DATA EXTRACT: Begin
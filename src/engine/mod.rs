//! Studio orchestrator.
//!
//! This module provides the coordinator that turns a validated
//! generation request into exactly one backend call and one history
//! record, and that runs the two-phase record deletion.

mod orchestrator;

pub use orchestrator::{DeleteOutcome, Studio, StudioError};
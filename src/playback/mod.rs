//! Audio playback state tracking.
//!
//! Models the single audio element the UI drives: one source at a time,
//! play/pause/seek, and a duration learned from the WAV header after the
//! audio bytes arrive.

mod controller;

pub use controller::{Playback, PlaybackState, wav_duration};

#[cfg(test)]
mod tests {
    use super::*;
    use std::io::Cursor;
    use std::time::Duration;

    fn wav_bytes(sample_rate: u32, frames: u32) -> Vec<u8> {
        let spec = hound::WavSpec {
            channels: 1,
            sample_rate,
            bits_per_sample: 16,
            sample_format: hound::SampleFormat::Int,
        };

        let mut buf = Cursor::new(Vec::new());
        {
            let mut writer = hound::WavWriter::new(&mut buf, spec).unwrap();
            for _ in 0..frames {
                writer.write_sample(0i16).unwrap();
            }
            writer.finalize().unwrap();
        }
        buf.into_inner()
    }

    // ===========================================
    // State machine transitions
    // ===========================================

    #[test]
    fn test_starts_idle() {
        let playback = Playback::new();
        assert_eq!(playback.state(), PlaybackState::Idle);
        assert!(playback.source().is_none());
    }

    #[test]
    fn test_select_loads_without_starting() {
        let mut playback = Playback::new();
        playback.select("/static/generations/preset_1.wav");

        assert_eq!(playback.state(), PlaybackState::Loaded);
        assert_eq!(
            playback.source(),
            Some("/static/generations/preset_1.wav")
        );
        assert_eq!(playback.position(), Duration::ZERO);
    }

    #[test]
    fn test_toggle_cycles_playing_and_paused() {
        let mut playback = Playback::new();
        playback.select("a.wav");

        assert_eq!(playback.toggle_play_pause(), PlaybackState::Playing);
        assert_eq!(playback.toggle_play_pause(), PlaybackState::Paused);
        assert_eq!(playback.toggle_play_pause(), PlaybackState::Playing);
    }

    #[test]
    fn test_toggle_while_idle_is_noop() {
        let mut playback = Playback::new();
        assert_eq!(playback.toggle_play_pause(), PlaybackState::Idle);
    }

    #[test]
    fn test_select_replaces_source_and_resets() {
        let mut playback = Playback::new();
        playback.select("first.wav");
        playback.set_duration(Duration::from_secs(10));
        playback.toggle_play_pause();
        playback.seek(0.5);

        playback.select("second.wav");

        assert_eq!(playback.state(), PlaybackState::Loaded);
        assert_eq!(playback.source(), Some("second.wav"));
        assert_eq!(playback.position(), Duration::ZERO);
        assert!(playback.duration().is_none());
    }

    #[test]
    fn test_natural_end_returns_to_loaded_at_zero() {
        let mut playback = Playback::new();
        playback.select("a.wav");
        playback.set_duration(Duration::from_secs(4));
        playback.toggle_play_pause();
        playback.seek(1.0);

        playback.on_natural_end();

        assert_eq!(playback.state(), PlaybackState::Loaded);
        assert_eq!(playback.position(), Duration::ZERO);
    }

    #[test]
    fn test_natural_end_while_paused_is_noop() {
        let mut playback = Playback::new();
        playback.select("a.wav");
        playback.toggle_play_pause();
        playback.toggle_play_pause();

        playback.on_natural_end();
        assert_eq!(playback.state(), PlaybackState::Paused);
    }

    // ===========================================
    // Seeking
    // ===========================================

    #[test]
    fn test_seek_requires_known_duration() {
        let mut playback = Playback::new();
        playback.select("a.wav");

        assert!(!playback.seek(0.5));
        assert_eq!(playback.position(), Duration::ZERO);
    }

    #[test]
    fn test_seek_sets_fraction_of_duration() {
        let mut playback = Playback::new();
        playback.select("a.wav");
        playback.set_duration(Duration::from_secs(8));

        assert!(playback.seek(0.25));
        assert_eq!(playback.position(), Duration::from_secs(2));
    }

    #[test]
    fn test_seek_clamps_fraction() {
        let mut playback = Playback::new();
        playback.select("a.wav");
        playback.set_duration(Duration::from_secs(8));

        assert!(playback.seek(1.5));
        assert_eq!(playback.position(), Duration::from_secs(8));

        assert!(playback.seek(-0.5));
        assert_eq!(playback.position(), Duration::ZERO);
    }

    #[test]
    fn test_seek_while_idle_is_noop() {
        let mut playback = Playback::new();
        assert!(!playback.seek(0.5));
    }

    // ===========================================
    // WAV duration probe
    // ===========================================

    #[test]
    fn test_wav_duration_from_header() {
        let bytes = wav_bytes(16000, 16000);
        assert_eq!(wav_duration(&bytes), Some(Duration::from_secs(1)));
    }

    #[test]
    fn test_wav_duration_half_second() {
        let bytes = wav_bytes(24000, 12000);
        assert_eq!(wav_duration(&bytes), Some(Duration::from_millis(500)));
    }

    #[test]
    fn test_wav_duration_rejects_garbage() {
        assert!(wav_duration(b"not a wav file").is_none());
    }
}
DATA EXTRACT: End
DATA EXTRACT: Begin
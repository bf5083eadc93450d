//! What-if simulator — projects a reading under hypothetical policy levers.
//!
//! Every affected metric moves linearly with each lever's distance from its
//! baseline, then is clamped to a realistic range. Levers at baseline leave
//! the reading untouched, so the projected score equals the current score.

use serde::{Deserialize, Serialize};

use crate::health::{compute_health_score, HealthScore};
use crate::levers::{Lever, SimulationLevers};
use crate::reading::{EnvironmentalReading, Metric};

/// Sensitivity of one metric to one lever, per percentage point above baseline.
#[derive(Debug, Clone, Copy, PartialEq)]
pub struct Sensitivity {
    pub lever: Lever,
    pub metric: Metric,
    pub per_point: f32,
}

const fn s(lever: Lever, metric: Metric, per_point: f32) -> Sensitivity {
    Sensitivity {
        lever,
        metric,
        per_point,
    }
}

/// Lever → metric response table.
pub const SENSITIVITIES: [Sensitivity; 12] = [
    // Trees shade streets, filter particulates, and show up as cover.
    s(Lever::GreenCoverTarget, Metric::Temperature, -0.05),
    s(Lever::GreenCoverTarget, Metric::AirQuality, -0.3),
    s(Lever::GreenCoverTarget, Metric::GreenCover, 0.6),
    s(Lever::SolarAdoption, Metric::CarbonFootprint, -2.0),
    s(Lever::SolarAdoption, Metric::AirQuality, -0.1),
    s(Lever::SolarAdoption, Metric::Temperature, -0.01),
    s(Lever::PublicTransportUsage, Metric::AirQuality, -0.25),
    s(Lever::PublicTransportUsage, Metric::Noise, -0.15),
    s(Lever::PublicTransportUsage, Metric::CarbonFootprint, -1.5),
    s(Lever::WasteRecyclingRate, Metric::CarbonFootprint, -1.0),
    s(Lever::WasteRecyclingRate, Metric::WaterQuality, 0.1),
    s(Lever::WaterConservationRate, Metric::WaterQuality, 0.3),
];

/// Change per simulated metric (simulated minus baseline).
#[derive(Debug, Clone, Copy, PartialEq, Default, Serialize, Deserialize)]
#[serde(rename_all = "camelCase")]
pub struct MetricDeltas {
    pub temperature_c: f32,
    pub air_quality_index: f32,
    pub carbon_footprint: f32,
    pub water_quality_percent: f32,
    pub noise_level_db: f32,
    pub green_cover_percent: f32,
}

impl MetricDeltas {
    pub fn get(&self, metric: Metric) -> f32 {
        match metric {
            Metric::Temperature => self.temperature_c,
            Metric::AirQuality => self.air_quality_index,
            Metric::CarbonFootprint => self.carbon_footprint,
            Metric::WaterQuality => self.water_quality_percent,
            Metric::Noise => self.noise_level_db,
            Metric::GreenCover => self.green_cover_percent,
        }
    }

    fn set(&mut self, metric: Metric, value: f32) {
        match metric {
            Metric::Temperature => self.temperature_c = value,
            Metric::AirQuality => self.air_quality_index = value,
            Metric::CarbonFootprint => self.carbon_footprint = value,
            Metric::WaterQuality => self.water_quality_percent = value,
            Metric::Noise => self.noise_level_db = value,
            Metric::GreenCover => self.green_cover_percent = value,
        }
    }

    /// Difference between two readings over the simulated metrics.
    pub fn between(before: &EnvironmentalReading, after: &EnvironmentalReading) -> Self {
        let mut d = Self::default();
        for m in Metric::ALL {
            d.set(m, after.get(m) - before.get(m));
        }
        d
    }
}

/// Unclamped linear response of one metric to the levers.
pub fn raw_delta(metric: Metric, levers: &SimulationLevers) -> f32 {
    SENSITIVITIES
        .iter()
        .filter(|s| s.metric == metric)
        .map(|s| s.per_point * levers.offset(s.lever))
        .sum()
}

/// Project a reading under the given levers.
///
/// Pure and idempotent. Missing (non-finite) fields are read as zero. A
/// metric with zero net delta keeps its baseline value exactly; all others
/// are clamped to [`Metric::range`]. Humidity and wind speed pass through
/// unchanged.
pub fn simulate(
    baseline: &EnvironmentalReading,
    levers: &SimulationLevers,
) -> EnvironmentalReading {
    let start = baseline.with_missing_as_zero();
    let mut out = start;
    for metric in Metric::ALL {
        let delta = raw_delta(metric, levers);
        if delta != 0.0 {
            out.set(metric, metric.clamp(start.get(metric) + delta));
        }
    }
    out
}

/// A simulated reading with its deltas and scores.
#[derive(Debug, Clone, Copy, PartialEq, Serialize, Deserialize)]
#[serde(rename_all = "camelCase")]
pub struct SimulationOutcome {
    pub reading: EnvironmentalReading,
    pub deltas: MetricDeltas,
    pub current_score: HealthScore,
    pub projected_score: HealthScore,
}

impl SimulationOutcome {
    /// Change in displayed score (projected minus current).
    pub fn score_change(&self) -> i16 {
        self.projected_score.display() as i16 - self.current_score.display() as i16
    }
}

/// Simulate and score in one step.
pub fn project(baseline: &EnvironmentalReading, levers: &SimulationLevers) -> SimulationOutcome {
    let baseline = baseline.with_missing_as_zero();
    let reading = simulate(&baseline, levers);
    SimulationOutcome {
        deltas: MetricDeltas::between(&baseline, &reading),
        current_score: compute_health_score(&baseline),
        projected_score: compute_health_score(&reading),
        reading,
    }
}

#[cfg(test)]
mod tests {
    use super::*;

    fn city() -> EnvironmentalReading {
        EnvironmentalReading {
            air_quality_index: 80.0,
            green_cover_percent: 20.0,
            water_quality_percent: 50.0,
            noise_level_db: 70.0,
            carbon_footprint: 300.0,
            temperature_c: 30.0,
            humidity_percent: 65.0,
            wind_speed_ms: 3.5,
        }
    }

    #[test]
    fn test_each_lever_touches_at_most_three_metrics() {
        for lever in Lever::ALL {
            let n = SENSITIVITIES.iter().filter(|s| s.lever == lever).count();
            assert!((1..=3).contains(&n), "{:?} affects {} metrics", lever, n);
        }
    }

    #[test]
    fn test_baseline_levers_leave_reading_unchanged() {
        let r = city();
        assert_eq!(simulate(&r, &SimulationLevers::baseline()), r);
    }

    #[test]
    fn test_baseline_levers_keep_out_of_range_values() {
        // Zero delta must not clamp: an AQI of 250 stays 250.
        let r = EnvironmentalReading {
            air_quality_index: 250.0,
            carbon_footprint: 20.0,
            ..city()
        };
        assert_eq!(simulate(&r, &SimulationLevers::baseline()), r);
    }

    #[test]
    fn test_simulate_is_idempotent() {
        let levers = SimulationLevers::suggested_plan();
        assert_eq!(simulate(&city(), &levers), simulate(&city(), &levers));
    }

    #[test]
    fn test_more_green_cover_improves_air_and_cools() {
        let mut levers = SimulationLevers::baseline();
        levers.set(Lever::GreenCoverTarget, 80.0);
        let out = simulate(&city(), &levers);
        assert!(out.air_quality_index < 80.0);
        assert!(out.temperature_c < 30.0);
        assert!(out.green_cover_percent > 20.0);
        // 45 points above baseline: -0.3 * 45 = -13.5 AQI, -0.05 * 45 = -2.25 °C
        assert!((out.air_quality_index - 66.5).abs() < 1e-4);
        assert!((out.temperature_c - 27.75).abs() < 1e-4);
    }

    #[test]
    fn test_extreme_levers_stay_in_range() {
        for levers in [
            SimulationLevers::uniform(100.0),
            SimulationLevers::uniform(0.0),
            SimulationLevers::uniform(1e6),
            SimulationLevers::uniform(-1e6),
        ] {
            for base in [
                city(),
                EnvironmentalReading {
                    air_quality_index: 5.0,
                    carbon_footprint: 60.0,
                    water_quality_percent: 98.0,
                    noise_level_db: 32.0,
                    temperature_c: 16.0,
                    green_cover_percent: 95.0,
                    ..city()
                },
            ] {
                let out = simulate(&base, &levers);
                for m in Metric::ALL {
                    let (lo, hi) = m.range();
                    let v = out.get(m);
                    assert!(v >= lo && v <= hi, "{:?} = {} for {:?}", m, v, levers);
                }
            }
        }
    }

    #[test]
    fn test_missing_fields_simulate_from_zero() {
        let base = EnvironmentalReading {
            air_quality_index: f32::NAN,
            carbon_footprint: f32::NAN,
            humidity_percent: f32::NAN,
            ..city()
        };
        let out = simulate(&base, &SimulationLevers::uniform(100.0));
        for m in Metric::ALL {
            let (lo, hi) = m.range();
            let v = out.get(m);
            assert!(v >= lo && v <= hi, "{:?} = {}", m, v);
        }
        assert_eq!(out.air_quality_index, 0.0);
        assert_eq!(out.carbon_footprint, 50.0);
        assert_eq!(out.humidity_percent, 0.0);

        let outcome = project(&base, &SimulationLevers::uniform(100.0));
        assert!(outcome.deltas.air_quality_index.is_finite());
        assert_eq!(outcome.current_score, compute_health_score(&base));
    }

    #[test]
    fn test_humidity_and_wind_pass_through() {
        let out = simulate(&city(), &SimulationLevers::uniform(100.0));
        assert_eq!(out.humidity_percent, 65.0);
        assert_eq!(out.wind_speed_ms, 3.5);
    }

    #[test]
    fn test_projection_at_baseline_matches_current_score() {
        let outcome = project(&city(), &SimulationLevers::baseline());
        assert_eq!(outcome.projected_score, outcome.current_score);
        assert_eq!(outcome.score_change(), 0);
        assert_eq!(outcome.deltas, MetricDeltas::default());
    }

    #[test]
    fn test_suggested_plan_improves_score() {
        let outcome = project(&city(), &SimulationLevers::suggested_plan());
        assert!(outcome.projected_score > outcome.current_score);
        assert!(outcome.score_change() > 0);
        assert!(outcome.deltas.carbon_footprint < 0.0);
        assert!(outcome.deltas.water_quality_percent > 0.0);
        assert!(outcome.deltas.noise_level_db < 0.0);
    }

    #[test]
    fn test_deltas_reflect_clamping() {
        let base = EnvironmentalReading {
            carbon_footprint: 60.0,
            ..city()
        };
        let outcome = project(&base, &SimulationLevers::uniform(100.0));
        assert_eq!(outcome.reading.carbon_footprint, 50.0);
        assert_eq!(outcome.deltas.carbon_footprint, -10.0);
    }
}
DATA EXTRACT: End
TASK ITEM: Reproduce all lines from the records above that include the word "filename".

ANSWER BELOW:
filename src/engine/mod.rs
filename src/playback/mod.rs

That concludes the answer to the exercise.